• [The task]: What do the lines from the top of the data through the line with "pub struct SnapshotHandle" say? Quote them exactly and include both ends.

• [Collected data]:
•••

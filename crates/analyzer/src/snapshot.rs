use std::collections::HashMap;
use std::sync::atomic::{AtomicU64, Ordering};
use std::sync::{Arc, RwLock};

use proteus_core::{StrategyId, Timestamp};
use serde::{Deserialize, Serialize};

/// Rolling per-strategy performance snapshot.
///
/// Ratio metrics cover the evaluation window; total return, max drawdown
/// and trade count are all-time.
#[derive(Debug, Clone, PartialEq, Serialize, Deserialize)]
pub struct MarketPerformanceMetrics {
    pub strategy_id: StrategyId,
    pub total_return: f64,
    pub annualized_return: f64,
    /// Sample volatility of per-trade returns in the window
    pub volatility: f64,
    /// Sharpe annualized by observed trade frequency
    pub sharpe_ratio: f64,
    /// Peak-to-trough fraction against the all-time equity peak
    pub max_drawdown: f64,
    pub win_rate: f64,
    pub profit_factor: f64,
    pub trade_count: u64,
    /// Observations currently inside the evaluation window
    pub window_trades: usize,
    pub adaptation_impact: Option<AdaptationImpact>,
    pub computed_at: Timestamp,
}

/// Performance delta attributable to the most recent adaptations
#[derive(Debug, Clone, Copy, PartialEq, Serialize, Deserialize)]
pub struct AdaptationImpact {
    /// Adaptation markers the delta spans
    pub adaptations: usize,
    pub return_delta: f64,
    pub sharpe_delta: f64,
}

/// Shared read handle over published snapshots.
///
/// The analyzer is the only writer; readers get cheap clones of immutable
/// snapshots. The version counter increments on every publish so pollers
/// can skip unchanged state.
#[derive(Clone, Default)]
pub struct SnapshotHandle {
    inner: Arc<RwLock<HashMap<StrategyId, MarketPerformanceMetrics>>>,
    version: Arc<AtomicU64>,
}

impl SnapshotHandle {
    pub fn get(&self, strategy_id: &str) -> Option<MarketPerformanceMetrics> {
        self.inner
            .read()
            .unwrap_or_else(|e| e.into_inner())
            .get(strategy_id)
            .cloned()
    }

    pub fn version(&self) -> u64 {
        self.version.load(Ordering::SeqCst)
    }

    pub(crate) fn publish(&self, snapshot: MarketPerformanceMetrics) {
        {
            let mut map = self.inner.write().unwrap_or_else(|e| e.into_inner());
            map.insert(snapshot.strategy_id.clone(), snapshot);
        }
        self.version.fetch_add(1, Ordering::SeqCst);
    }
}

•••

• [Finished task]:
filename crates/analyzer/src/snapshot.rs
use std::collections::HashMap;
use std::sync::atomic::{AtomicU64, Ordering};
use std::sync::{Arc, RwLock};

use proteus_core::{StrategyId, Timestamp};
use serde::{Deserialize, Serialize};

/// Rolling per-strategy performance snapshot.
///
/// Ratio metrics cover the evaluation window; total return, max drawdown
/// and trade count are all-time.
#[derive(Debug, Clone, PartialEq, Serialize, Deserialize)]
pub struct MarketPerformanceMetrics {
    pub strategy_id: StrategyId,
    pub total_return: f64,
    pub annualized_return: f64,
    /// Sample volatility of per-trade returns in the window
    pub volatility: f64,
    /// Sharpe annualized by observed trade frequency
    pub sharpe_ratio: f64,
    /// Peak-to-trough fraction against the all-time equity peak
    pub max_drawdown: f64,
    pub win_rate: f64,
    pub profit_factor: f64,
    pub trade_count: u64,
    /// Observations currently inside the evaluation window
    pub window_trades: usize,
    pub adaptation_impact: Option<AdaptationImpact>,
    pub computed_at: Timestamp,
}

/// Performance delta attributable to the most recent adaptations
#[derive(Debug, Clone, Copy, PartialEq, Serialize, Deserialize)]
pub struct AdaptationImpact {
    /// Adaptation markers the delta spans
    pub adaptations: usize,
    pub return_delta: f64,
    pub sharpe_delta: f64,
}

/// Shared read handle over published snapshots.
///
/// The analyzer is the only writer; readers get cheap clones of immutable
/// snapshots. The version counter increments on every publish so pollers
/// can skip unchanged state.
#[derive(Clone, Default)]
pub struct SnapshotHandle {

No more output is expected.